Scientific classification
- Kingdom: Animalia
- Phylum: Chordata
- Class: Aves
- Order: Passeriformes
- Family: Zosteropidae
- Genus: Zosterornis
- Species: Z. whiteheadi
- Binomial name: Zosterornis whiteheadi Ogilvie-Grant, 1894
- Synonyms: Stachyris whiteheadi

= Chestnut-faced babbler =

- Authority: Ogilvie-Grant, 1894
- Conservation status: LC
- Synonyms: Stachyris whiteheadi

Species of bird

The chestnut-faced babbler (Zosterornis whiteheadi) is a species of bird in the white-eye family Zosteropidae. It is endemic to the island of Luzon in the Philippines. The species is generally found in mountain forests, generally above 1000 m (although occasionally down to 100m). It has a wide range of habitats, frequenting broadleaf forests, moist mossy forests, pine forest, open forest, scrub and human modified habitat as well.

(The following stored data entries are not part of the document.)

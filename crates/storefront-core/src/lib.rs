//! # storefront-core
//!
//! Core types, traits, and abstractions for the storefront catalog.
//!
//! This crate provides the foundational data structures and trait definitions
//! that the storage and HTTP crates depend on.

pub mod defaults;
pub mod error;
pub mod logging;
pub mod models;
pub mod search;
pub mod traits;
pub mod uuid_utils;

#[cfg(feature = "mock")]
pub mod mock;

// Re-export commonly used types at crate root
pub use error::{Error, Result};
pub use models::*;
pub use search::*;
pub use traits::*;
pub use uuid_utils::new_v7;
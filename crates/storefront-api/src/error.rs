//! HTTP error mapping.

use axum::{
    http::StatusCode,
    response::{IntoResponse, Response},
    Json,
};
use tracing::error;

use storefront_core::Error;

/// Error returned by every handler.
#[derive(Debug, thiserror::Error)]
pub enum ApiError {
    #[error(transparent)]
    Catalog(#[from] Error),

    #[error("{0}")]
    BadRequest(String),
}

impl ApiError {
    /// Status code for the error.
    pub fn status(&self) -> StatusCode {
        match self {
            ApiError::BadRequest(_) => StatusCode::BAD_REQUEST,
            ApiError::Catalog(err) => match err {
                Error::NotFound(_) | Error::RelationNotFound { .. } => StatusCode::NOT_FOUND,
                Error::DuplicateName(_)
                | Error::AlreadyHasParent { .. }
                | Error::CycleDetected { .. }
                | Error::HasActiveChildren { .. }
                | Error::HasLiveProducts { .. }
                | Error::AlreadyInactive(_) => StatusCode::CONFLICT,
                Error::SelfReference(_) | Error::InvalidInput(_) => StatusCode::BAD_REQUEST,
                Error::Database(_)
                | Error::CacheUnavailable(_)
                | Error::Serialization(_)
                | Error::Config(_)
                | Error::Internal(_) => StatusCode::INTERNAL_SERVER_ERROR,
            },
        }
    }

    /// Machine-readable kind for the response body.
    pub fn kind(&self) -> &'static str {
        match self {
            ApiError::BadRequest(_) => "invalid_input",
            ApiError::Catalog(err) => err.kind(),
        }
    }
}

impl IntoResponse for ApiError {
    fn into_response(self) -> Response {
        let status = self.status();
        if status.is_server_error() {
            error!(
                subsystem = "api",
                error_kind = self.kind(),
                error = %self,
                "Request failed"
            );
        }

        let body = Json(serde_json::json!({
            "error": self.to_string(),
            "kind": self.kind(),
        }));

        (status, body).into_response()
    }
}

#[cfg(test)]
mod tests {
    use super::*;
    use uuid::Uuid;

    #[test]
    fn test_status_mapping() {
        let id = Uuid::new_v4();
        let cases = [
            (Error::category_not_found(id), StatusCode::NOT_FOUND),
            (
                Error::RelationNotFound {
                    parent_id: id,
                    child_id: id,
                },
                StatusCode::NOT_FOUND,
            ),
            (Error::DuplicateName("x".into()), StatusCode::CONFLICT),
            (
                Error::AlreadyHasParent { child_id: id },
                StatusCode::CONFLICT,
            ),
            (
                Error::CycleDetected {
                    parent_id: id,
                    child_id: id,
                },
                StatusCode::CONFLICT,
            ),
            (
                Error::HasActiveChildren { id, count: 1 },
                StatusCode::CONFLICT,
            ),
            (Error::HasLiveProducts { id, count: 2 }, StatusCode::CONFLICT),
            (Error::AlreadyInactive(id), StatusCode::CONFLICT),
            (Error::SelfReference(id), StatusCode::BAD_REQUEST),
            (Error::InvalidInput("bad".into()), StatusCode::BAD_REQUEST),
            (Error::Internal("boom".into()), StatusCode::INTERNAL_SERVER_ERROR),
        ];
        for (err, expected) in cases {
            assert_eq!(ApiError::from(err).status(), expected);
        }
    }

    #[test]
    fn test_kind_passthrough() {
        let err = ApiError::from(Error::AlreadyInactive(Uuid::nil()));
        assert_eq!(err.kind(), "already_inactive");
        assert_eq!(ApiError::BadRequest("x".into()).kind(), "invalid_input");
    }
}
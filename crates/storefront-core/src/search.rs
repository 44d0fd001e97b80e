//! Search, filter and pagination types for category listings.

use serde::{Deserialize, Serialize};
use uuid::Uuid;

use crate::defaults;
use crate::error::{Error, Result};

// =============================================================================
// ACTIVITY FILTER
// =============================================================================

/// Activity-state filter, resolved once at the request boundary.
#[derive(Debug, Clone, Copy, Default, PartialEq, Eq, Hash, Serialize, Deserialize)]
#[serde(rename_all = "snake_case")]
pub enum ActiveFilter {
    /// Active and inactive categories
    #[default]
    Unfiltered,
    OnlyTrue,
    OnlyFalse,
}

impl ActiveFilter {
    /// Collapse a set of requested states. Both states (or none) mean no filter.
    pub fn from_flags(flags: &[bool]) -> Self {
        let wants_true = flags.iter().any(|f| *f);
        let wants_false = flags.iter().any(|f| !*f);
        match (wants_true, wants_false) {
            (true, false) => Self::OnlyTrue,
            (false, true) => Self::OnlyFalse,
            _ => Self::Unfiltered,
        }
    }

    /// Filter for the `includeInactive` flag used by single lookups and listings.
    pub fn from_include_inactive(include_inactive: bool) -> Self {
        if include_inactive {
            Self::Unfiltered
        } else {
            Self::OnlyTrue
        }
    }

    /// Whether a category with the given state passes the filter.
    pub fn matches(&self, is_active: bool) -> bool {
        match self {
            Self::Unfiltered => true,
            Self::OnlyTrue => is_active,
            Self::OnlyFalse => !is_active,
        }
    }

    /// The `is_active` value to bind in SQL, or None for no predicate.
    pub fn as_bool(&self) -> Option<bool> {
        match self {
            Self::Unfiltered => None,
            Self::OnlyTrue => Some(true),
            Self::OnlyFalse => Some(false),
        }
    }

    /// Short tag used in cache keys.
    pub fn cache_tag(&self) -> &'static str {
        match self {
            Self::Unfiltered => "all",
            Self::OnlyTrue => "active",
            Self::OnlyFalse => "inactive",
        }
    }
}

/// Wire shape of the `is_active` search field: a single boolean or a set.
#[derive(Debug, Clone, PartialEq, Eq, Serialize, Deserialize, utoipa::ToSchema)]
#[serde(untagged)]
pub enum IsActiveInput {
    Single(bool),
    Many(Vec<bool>),
}

impl From<Option<IsActiveInput>> for ActiveFilter {
    fn from(input: Option<IsActiveInput>) -> Self {
        match input {
            None => Self::Unfiltered,
            Some(IsActiveInput::Single(b)) => Self::from_flags(&[b]),
            Some(IsActiveInput::Many(v)) => Self::from_flags(&v),
        }
    }
}

// =============================================================================
// SORTING
// =============================================================================

/// Allow-listed sort columns.
#[derive(Debug, Clone, Copy, Default, PartialEq, Eq, Hash, Serialize, Deserialize)]
pub enum SortField {
    Id,
    Name,
    #[default]
    CreatedAt,
    UpdatedAt,
}

impl SortField {
    /// Database column for ORDER BY.
    pub fn column(&self) -> &'static str {
        match self {
            Self::Id => "id",
            Self::Name => "name",
            Self::CreatedAt => "created_at_utc",
            Self::UpdatedAt => "updated_at_utc",
        }
    }
}

impl std::str::FromStr for SortField {
    type Err = Error;

    fn from_str(s: &str) -> Result<Self> {
        match s {
            "id" => Ok(Self::Id),
            "name" => Ok(Self::Name),
            "createdAt" | "created_at" | "created_at_utc" => Ok(Self::CreatedAt),
            "updatedAt" | "updated_at" | "updated_at_utc" => Ok(Self::UpdatedAt),
            _ => Err(Error::InvalidInput(format!(
                "sort_by must be one of id, name, createdAt, updatedAt (got '{}')",
                s
            ))),
        }
    }
}

/// Sort direction.
#[derive(Debug, Clone, Copy, Default, PartialEq, Eq, Hash, Serialize, Deserialize)]
pub enum SortOrder {
    Asc,
    #[default]
    Desc,
}

impl SortOrder {
    pub fn sql(&self) -> &'static str {
        match self {
            Self::Asc => "ASC",
            Self::Desc => "DESC",
        }
    }
}

impl std::str::FromStr for SortOrder {
    type Err = Error;

    fn from_str(s: &str) -> Result<Self> {
        match s.to_uppercase().as_str() {
            "ASC" => Ok(Self::Asc),
            "DESC" => Ok(Self::Desc),
            _ => Err(Error::InvalidInput(format!(
                "sort_order must be ASC or DESC (got '{}')",
                s
            ))),
        }
    }
}

// =============================================================================
// QUERY
// =============================================================================

/// Which part of the hierarchy a search covers.
#[derive(Debug, Clone, Copy, Default, PartialEq, Eq, Hash, Serialize, Deserialize)]
#[serde(rename_all = "snake_case")]
pub enum SearchScope {
    #[default]
    All,
    /// Only categories without a live parent relation.
    RootsOnly,
    /// Only categories with a live parent, optionally under one parent.
    ChildrenOnly { parent_id: Option<Uuid> },
}

impl SearchScope {
    /// Short tag used in cache keys.
    pub fn cache_tag(&self) -> String {
        match self {
            Self::All => "all".to_string(),
            Self::RootsOnly => "roots".to_string(),
            Self::ChildrenOnly { parent_id: None } => "children".to_string(),
            Self::ChildrenOnly {
                parent_id: Some(pid),
            } => format!("children-{}", pid),
        }
    }
}

/// Normalized category query, executed by repositories.
#[derive(Debug, Clone, PartialEq, Eq, Serialize, Deserialize)]
pub struct CategoryQuery {
    /// Lowercased, trimmed name fragment.
    pub name: Option<String>,
    pub active: ActiveFilter,
    pub scope: SearchScope,
    pub sort_by: SortField,
    pub sort_order: SortOrder,
    /// 1-based page number.
    pub page: i64,
    pub limit: i64,
}

impl Default for CategoryQuery {
    fn default() -> Self {
        Self {
            name: None,
            active: ActiveFilter::Unfiltered,
            scope: SearchScope::All,
            sort_by: SortField::CreatedAt,
            sort_order: SortOrder::Desc,
            page: 1,
            limit: defaults::PAGE_LIMIT,
        }
    }
}

impl CategoryQuery {
    /// Row offset for the current page.
    pub fn offset(&self) -> i64 {
        (self.page - 1).saturating_mul(self.limit)
    }

    /// Deterministic signature of every field that affects the result set.
    pub fn signature(&self) -> String {
        format!(
            "name={}|active={}|scope={}|sort={}:{}|page={}|limit={}",
            self.name.as_deref().unwrap_or(""),
            self.active.cache_tag(),
            self.scope.cache_tag(),
            self.sort_by.column(),
            self.sort_order.sql(),
            self.page,
            self.limit
        )
    }
}

/// Normalize a name fragment for matching.
pub fn normalize_search_term(term: &str) -> String {
    term.trim().to_lowercase()
}

/// Search request as it arrives on the wire.
#[derive(Debug, Clone, Default, Serialize, Deserialize, utoipa::ToSchema)]
pub struct SearchCategoryRequest {
    /// Partial, case-insensitive match on either locale's name
    pub name: Option<String>,
    /// `true`, `false`, `[true]`, `[false]` or `[true, false]`
    pub is_active: Option<IsActiveInput>,
    /// id | name | createdAt | updatedAt
    pub sort_by: Option<String>,
    /// ASC | DESC
    pub sort_order: Option<String>,
    pub page: Option<i64>,
    pub limit: Option<i64>,
    /// Only honoured by child searches
    pub parent_id: Option<Uuid>,
}

impl SearchCategoryRequest {
    /// Validate and normalize into a repository query.
    pub fn into_query(self, scope: SearchScope) -> Result<CategoryQuery> {
        let sort_by = match self.sort_by.as_deref() {
            Some(s) => s.parse()?,
            None => SortField::default(),
        };
        let sort_order = match self.sort_order.as_deref() {
            Some(s) => s.parse()?,
            None => SortOrder::default(),
        };
        let name = self
            .name
            .as_deref()
            .map(normalize_search_term)
            .filter(|s| !s.is_empty());
        let page = self.page.unwrap_or(1).max(1);
        let limit = self
            .limit
            .unwrap_or(defaults::PAGE_LIMIT)
            .clamp(1, defaults::PAGE_LIMIT_MAX);
        if page.checked_sub(1).and_then(|p| p.checked_mul(limit)).is_none() {
            return Err(Error::InvalidInput(format!(
                "page {page} is out of range for limit {limit}"
            )));
        }

        Ok(CategoryQuery {
            name,
            active: self.is_active.into(),
            scope,
            sort_by,
            sort_order,
            page,
            limit,
        })
    }
}

/// A page of results.
#[derive(Debug, Clone, PartialEq, Serialize, Deserialize)]
pub struct Page<T> {
    pub data: Vec<T>,
    pub total: i64,
    pub page: i64,
    pub limit: i64,
    pub total_pages: i64,
}

impl<T> Page<T> {
    pub fn new(data: Vec<T>, total: i64, page: i64, limit: i64) -> Self {
        let total_pages = if limit > 0 {
            (total + limit - 1) / limit
        } else {
            0
        };
        Self {
            data,
            total,
            page,
            limit,
            total_pages,
        }
    }
}

#[cfg(test)]
mod tests {
    use super::*;

    #[test]
    fn test_active_filter_from_flags() {
        assert_eq!(ActiveFilter::from_flags(&[true]), ActiveFilter::OnlyTrue);
        assert_eq!(ActiveFilter::from_flags(&[false]), ActiveFilter::OnlyFalse);
        assert_eq!(
            ActiveFilter::from_flags(&[true, false]),
            ActiveFilter::Unfiltered
        );
        assert_eq!(
            ActiveFilter::from_flags(&[true, true]),
            ActiveFilter::OnlyTrue
        );
        assert_eq!(ActiveFilter::from_flags(&[]), ActiveFilter::Unfiltered);
    }

    #[test]
    fn test_is_active_wire_shapes() {
        let single: SearchCategoryRequest =
            serde_json::from_str(r#"{"is_active": false}"#).unwrap();
        assert_eq!(ActiveFilter::from(single.is_active), ActiveFilter::OnlyFalse);

        let both: SearchCategoryRequest =
            serde_json::from_str(r#"{"is_active": [true, false]}"#).unwrap();
        assert_eq!(ActiveFilter::from(both.is_active), ActiveFilter::Unfiltered);

        let absent: SearchCategoryRequest = serde_json::from_str("{}").unwrap();
        assert_eq!(ActiveFilter::from(absent.is_active), ActiveFilter::Unfiltered);
    }

    #[test]
    fn test_active_filter_matches() {
        assert!(ActiveFilter::Unfiltered.matches(false));
        assert!(ActiveFilter::OnlyTrue.matches(true));
        assert!(!ActiveFilter::OnlyTrue.matches(false));
        assert!(ActiveFilter::OnlyFalse.matches(false));
    }

    #[test]
    fn test_sort_field_allow_list() {
        assert_eq!("createdAt".parse::<SortField>().unwrap(), SortField::CreatedAt);
        assert_eq!("name".parse::<SortField>().unwrap().column(), "name");
        assert!("password; DROP TABLE category".parse::<SortField>().is_err());
        assert_eq!("asc".parse::<SortOrder>().unwrap(), SortOrder::Asc);
        assert!("sideways".parse::<SortOrder>().is_err());
    }

    #[test]
    fn test_into_query_defaults_and_clamping() {
        let q = SearchCategoryRequest {
            name: Some("  IPhone ".to_string()),
            page: Some(0),
            limit: Some(5000),
            ..Default::default()
        }
        .into_query(SearchScope::All)
        .unwrap();

        assert_eq!(q.name.as_deref(), Some("iphone"));
        assert_eq!(q.page, 1);
        assert_eq!(q.limit, defaults::PAGE_LIMIT_MAX);
        assert_eq!(q.sort_by, SortField::CreatedAt);
        assert_eq!(q.sort_order, SortOrder::Desc);
        assert_eq!(q.offset(), 0);
    }

    #[test]
    fn test_page_past_offset_range_rejected() {
        let err = SearchCategoryRequest {
            page: Some(i64::MAX),
            limit: Some(10),
            ..Default::default()
        }
        .into_query(SearchScope::All)
        .unwrap_err();
        assert!(matches!(err, Error::InvalidInput(_)));

        let q = SearchCategoryRequest {
            page: Some(i64::MAX),
            limit: Some(1),
            ..Default::default()
        }
        .into_query(SearchScope::All)
        .unwrap();
        assert_eq!(q.offset(), i64::MAX - 1);

        let huge = CategoryQuery {
            page: i64::MAX,
            limit: 50,
            ..CategoryQuery::default()
        };
        assert_eq!(huge.offset(), i64::MAX);
    }

    #[test]
    fn test_blank_name_means_no_name_filter() {
        let q = SearchCategoryRequest {
            name: Some("   ".to_string()),
            ..Default::default()
        }
        .into_query(SearchScope::RootsOnly)
        .unwrap();
        assert!(q.name.is_none());
    }

    #[test]
    fn test_signature_distinguishes_scope_and_page() {
        let base = CategoryQuery::default();
        let roots = CategoryQuery {
            scope: SearchScope::RootsOnly,
            ..CategoryQuery::default()
        };
        let page2 = CategoryQuery {
            page: 2,
            ..CategoryQuery::default()
        };
        assert_ne!(base.signature(), roots.signature());
        assert_ne!(base.signature(), page2.signature());
        assert_eq!(base.signature(), CategoryQuery::default().signature());
    }

    #[test]
    fn test_page_total_pages() {
        let page: Page<u8> = Page::new(vec![], 101, 1, 50);
        assert_eq!(page.total_pages, 3);
        let empty: Page<u8> = Page::new(vec![], 0, 1, 50);
        assert_eq!(empty.total_pages, 0);
    }
}
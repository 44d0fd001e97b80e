//! Service layer for storefront-api.

pub mod category_cache;
pub mod category_service;
pub mod hierarchy;
pub mod redis_cache;

pub use category_cache::{CategoryCache, ListKind};
pub use category_service::CategoryService;
pub use hierarchy::HierarchyEngine;
pub use redis_cache::RedisCacheBackend;
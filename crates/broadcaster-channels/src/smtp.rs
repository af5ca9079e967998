use crate::mail::{MailClient, MailError};
use async_trait::async_trait;
use broadcaster_core::{BroadcastError, BroadcastResult, MailSettings};
use lettre::message::{header::ContentType, Mailbox};
use lettre::transport::smtp::authentication::Credentials;
use lettre::{AsyncSmtpTransport, AsyncTransport, Message, Tokio1Executor};
use tracing::info;

/// SMTP relay adapter over `lettre`'s async transport.
///
/// `connect` negotiates STARTTLS and logs in once to validate the
/// credentials; sends reuse the transport's connection pool.
pub struct SmtpMailClient {
    settings: MailSettings,
    transport: Option<AsyncSmtpTransport<Tokio1Executor>>,
}

impl SmtpMailClient {
    /// Create a new, unconnected `SmtpMailClient`.
    pub fn new(settings: MailSettings) -> Self {
        Self {
            settings,
            transport: None,
        }
    }

    fn sender(&self) -> Result<Mailbox, MailError> {
        parse_mailbox(&self.settings.username)
    }

    /// Builds the plain-text message sent to `recipient`.
    pub fn build_message(&self, recipient: &str, subject: &str, body: &str) -> Result<Message, MailError> {
        let to = parse_mailbox(recipient)?;

        Message::builder()
            .from(self.sender()?)
            .to(to)
            .subject(subject)
            .header(ContentType::TEXT_PLAIN)
            .body(body.to_string())
            .map_err(|e| MailError::Other(e.to_string()))
    }
}

fn parse_mailbox(address: &str) -> Result<Mailbox, MailError> {
    address
        .parse()
        .map_err(|e: lettre::address::AddressError| {
            MailError::Other(format!("Invalid address '{address}': {e}"))
        })
}

#[async_trait]
impl MailClient for SmtpMailClient {
    fn name(&self) -> &str {
        "smtp"
    }

    async fn connect(&mut self) -> BroadcastResult<()> {
        let transport = AsyncSmtpTransport::<Tokio1Executor>::starttls_relay(&self.settings.host)
            .map_err(|e| BroadcastError::Connection(format!("SMTP relay setup failed: {e}")))?
            .port(self.settings.port)
            .credentials(Credentials::new(
                self.settings.username.clone(),
                self.settings.password.clone(),
            ))
            .build();

        match transport.test_connection().await {
            Ok(true) => {}
            Ok(false) => {
                return Err(BroadcastError::Connection(format!(
                    "SMTP relay {} did not accept the connection",
                    self.settings.host
                )))
            }
            Err(e) => return Err(BroadcastError::Connection(format!("SMTP login failed: {e}"))),
        }

        info!(host = %self.settings.host, port = self.settings.port, "SMTP relay connected");
        self.transport = Some(transport);
        Ok(())
    }

    async fn send(&self, recipient: &str, subject: &str, body: &str) -> Result<(), MailError> {
        let transport = self
            .transport
            .as_ref()
            .ok_or_else(|| MailError::Other("SMTP relay is not connected".to_string()))?;
        let message = self.build_message(recipient, subject, body)?;
        transport
            .send(message)
            .await
            .map_err(|e| MailError::Other(e.to_string()))?;
        Ok(())
    }

    async fn quit(&mut self) -> BroadcastResult<()> {
        // Pooled connections send QUIT when the transport is dropped.
        if self.transport.take().is_some() {
            info!(host = %self.settings.host, "SMTP relay closed");
        }
        Ok(())
    }
}

#[cfg(test)]
#[allow(clippy::unwrap_used, clippy::expect_used)]
mod tests {
    use super::*;

    fn client() -> SmtpMailClient {
        SmtpMailClient::new(MailSettings {
            host: "smtp.example.com".to_string(),
            port: 587,
            username: "sender@example.com".to_string(),
            password: "secret".to_string(),
        })
    }

    #[test]
    fn test_build_message_headers() {
        let message = client()
            .build_message("ada@example.com", "Update", "Hello there")
            .unwrap();
        let raw = String::from_utf8(message.formatted()).unwrap();
        assert!(raw.contains("From: sender@example.com"));
        assert!(raw.contains("To: ada@example.com"));
        assert!(raw.contains("Subject: Update"));
        assert!(raw.contains("text/plain"));
        assert!(raw.contains("Hello there"));
    }

    #[test]
    fn test_invalid_recipient() {
        let err = client().build_message("not-an-address", "s", "b").unwrap_err();
        assert!(
            matches!(&err, MailError::Other(detail) if detail.starts_with("Invalid address 'not-an-address'")),
            "{err:?}"
        );
    }

    #[tokio::test]
    async fn test_send_before_connect_fails_softly() {
        let err = client().send("ada@example.com", "s", "b").await.unwrap_err();
        assert!(matches!(err, MailError::Other(_)));
    }
}
//! Production channel clients.

use broadcaster_channels::{ChatClient, MailClient, SmtpMailClient, TelegramChatClient};
use broadcaster_core::{BroadcasterConfig, MailSettings, TelegramSettings};
use broadcaster_engine::ClientFactory;

/// Builds Telegram and SMTP clients from the resolved config.
pub struct LiveClients {
    telegram: TelegramSettings,
    mail: MailSettings,
}

impl LiveClients {
    pub fn new(config: &BroadcasterConfig) -> Self {
        Self {
            telegram: config.telegram.clone(),
            mail: config.mail.clone(),
        }
    }
}

impl ClientFactory for LiveClients {
    fn chat_client(&self) -> Box<dyn ChatClient> {
        Box::new(TelegramChatClient::new(self.telegram.clone()))
    }

    fn mail_client(&self) -> Box<dyn MailClient> {
        Box::new(SmtpMailClient::new(self.mail.clone()))
    }
}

== Description and taxonomy ==
The chestnut-faced babbler is a medium-sized babbler, 15cm in length and weighing between 17 and 28 g. The plumage of this species is not sexually dimorphic, and that of juveniles has not been described. They have a chestnut face with a grey crown and nape, and an incomplete white eye ring. The wings and tail are olive-brown and the flanks paler olive, tending towards buff-yellow on the breast. The call is described as rapid, busy and metallic.

=== Subspecies ===
Two subspecies are recognized:

- Z. w. whiteheadi – in northern and central Luzon,
- Z. w. sorsogonensis – southeastern Luzon; similar to nominate but crown and nape are edged in black

Although this species name includes "babbler", it is actually a white-eye.

== Ecology and behavior ==
The species feeds on seeds, fruit, insects (particularly beetles) and spiders. Single birds, pairs or flocks of up to thirty will feed, usually in the lower growth of the forest, but occasionally up to the canopy. Forages in the understory for insects and often joins mixed-species flocks of blue-headed fantails, little pied flycatchers, turquoise flycatchers, green-backed whistlers, Negros leaf warblers and other small birds. Chestnut-faced babbler are known to drink water from pitcher plants.

== Habitat and conservation status ==
It has a wide range of natural habitats are montane mossy forest, pine forest, secondary growth and scrub and even high grass. It generally is more common in higher altitudes above 1,400 meters above sea level but has been seen as low as 100 masl.

Due to its ability to thrive in second growth and human altered habitat, the International Union for Conservation of Nature has assessed this bird as a least-concern species with the population believed to be stable.